Many moms are concerned that if they don’t drink alcohol, they won’t fit in. Fitting in socially and within society is human nature and when we feel we are not part of the tribe, it can potentially cause us mental distress.

I can completely resonate with this concept because I lived it. Back in 2016, I decided to give up alcohol, it was just no longer working for me and I was sick and tired of feeling sick and tired all the time. I was alcohol-free for about 7 months when my willpower started to wane. I was feeling like I wasn’t fitting in socially with my friends and it was causing me to feel depressed.

I decided to try to moderate, knowing full well that I was able to give it up before and if my drinking started to get out of control, I would stop again. My moderation quickly turned back into heavy binge drinking and I didn’t honor my promise to myself that I would stop drinking (alcohol tends to cause us to break promises).

I finally decided to kick it to the curb in 2018 once and for all and I was able to rid myself of the idea that I am not going to fit in if I don’t drink.

How did I do it? I made a mindset shift. I realized that I was blowing it all up in my head. All of my friends drink and they were still inviting me to get-togethers and they still wanted to spend time with me. I am over 3 and a half years alcohol-free and those same friends are still in my social circle, while being alcohol-free has also opened doors to relationships with others who do not drink. You can in a sense say that I also “up-leveled” my social relationships because I have met some amazing alcohol-free friends who I have deeply connected with since I have stopped overindulging in alcohol. Friends who I am grateful for and who I would have never met if I didn’t decide to change course in my life.

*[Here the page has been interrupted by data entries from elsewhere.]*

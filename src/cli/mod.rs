//! Command-line interface.

pub mod commands;
pub mod output;
pub mod types;

pub use types::{Cli, Commands};

/// Print a top-level error and exit nonzero.
pub fn handle_error(err: anyhow::Error, json: bool) -> ! {
    if json {
        eprintln!(
            "{}",
            serde_json::json!({"success": false, "error": err.to_string()})
        );
    } else {
        eprintln!("{} {err:#}", console::style("error:").red().bold());
    }
    std::process::exit(1);
}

On the flip side, there is the fear that your friends may reject you and no longer want to be a part of your life because you have decided to be alcohol-free. Are these people really your friends? Friends accept you 100%, no matter what. If this does happen, it is about your friend having an issue, not about you. Sometimes by us going alcohol-free, a friend may take it like it’s shining a mirror on them and their relationship with alcohol and it makes them very uncomfortable. Just remember, it’s not you, it’s them. And you may end up realizing that some of your friendships were based on alcohol and were actually frivolous friendships, not truly meaningful ones. I know when I find a friend who is in alignment with my values and completely supports me unconditionally, it overflows my cup.

Getting back to social events, it’s all about the energy you put out there. If you are going to feel sorry for yourself that you can’t have a drink when everyone else can”, that is the energy other people are going to pick up on. When you show up, to be your authentic self and to truly connect with others, people want to be around you. And you may be surprised…whether you know it or not, you may actually be impressing some of those around you, the fact you can enjoy a social event without an alcoholic beverage is real badass!

Yes, at the beginning of your alcohol-free life you may feel anxious and uncomfortable at social events, but I promise, this feeling wanes over time. What can you do to feel more comfortable at social events without a drink if you are feeling some angst? Start asking people questions. People love to talk about themselves! Get curious about others at the social event. “Tell me what you do for work? “If you could go anywhere on vacation, where would it be?” “What was the last movie you saw?” “What do you do for fun?” are just a couple of ideas to start a conversation with.

That being said, there are some times when I am hanging out with friends or am at a social event and the drinking has gone past the point when it isn’t fun for me anymore, so I have boundaries around that. If I feel like I have had enough, I give myself permission to excuse myself and I head out. Nobody cares and half the time nobody even notices I am gone.

Just remember that if anyone has a problem with the fact you are not drinking, then it’s probably because they have some cognitive dissonance around their drinking. Your true friends will stay your friends and will support your lifestyle change without judgment.

When you think about it, it’s a liquid in a glass. We can all hold a beverage in our hand, why is it so important that it includes alcohol? Why must you have a drug in your hand to fit in with others? Something that numbs your senses, makes you not present, causes you to say and do things you regret, and makes you feel like garbage the next day.

You can still go to a social event and have fun while being fully present and remembering everything you did and said with a non-alcoholic beverage in your hand! You genuinely connect with others. It is such a shift and an amazing feeling and if you have never tried it before, I highly recommend you get curious and give it a try!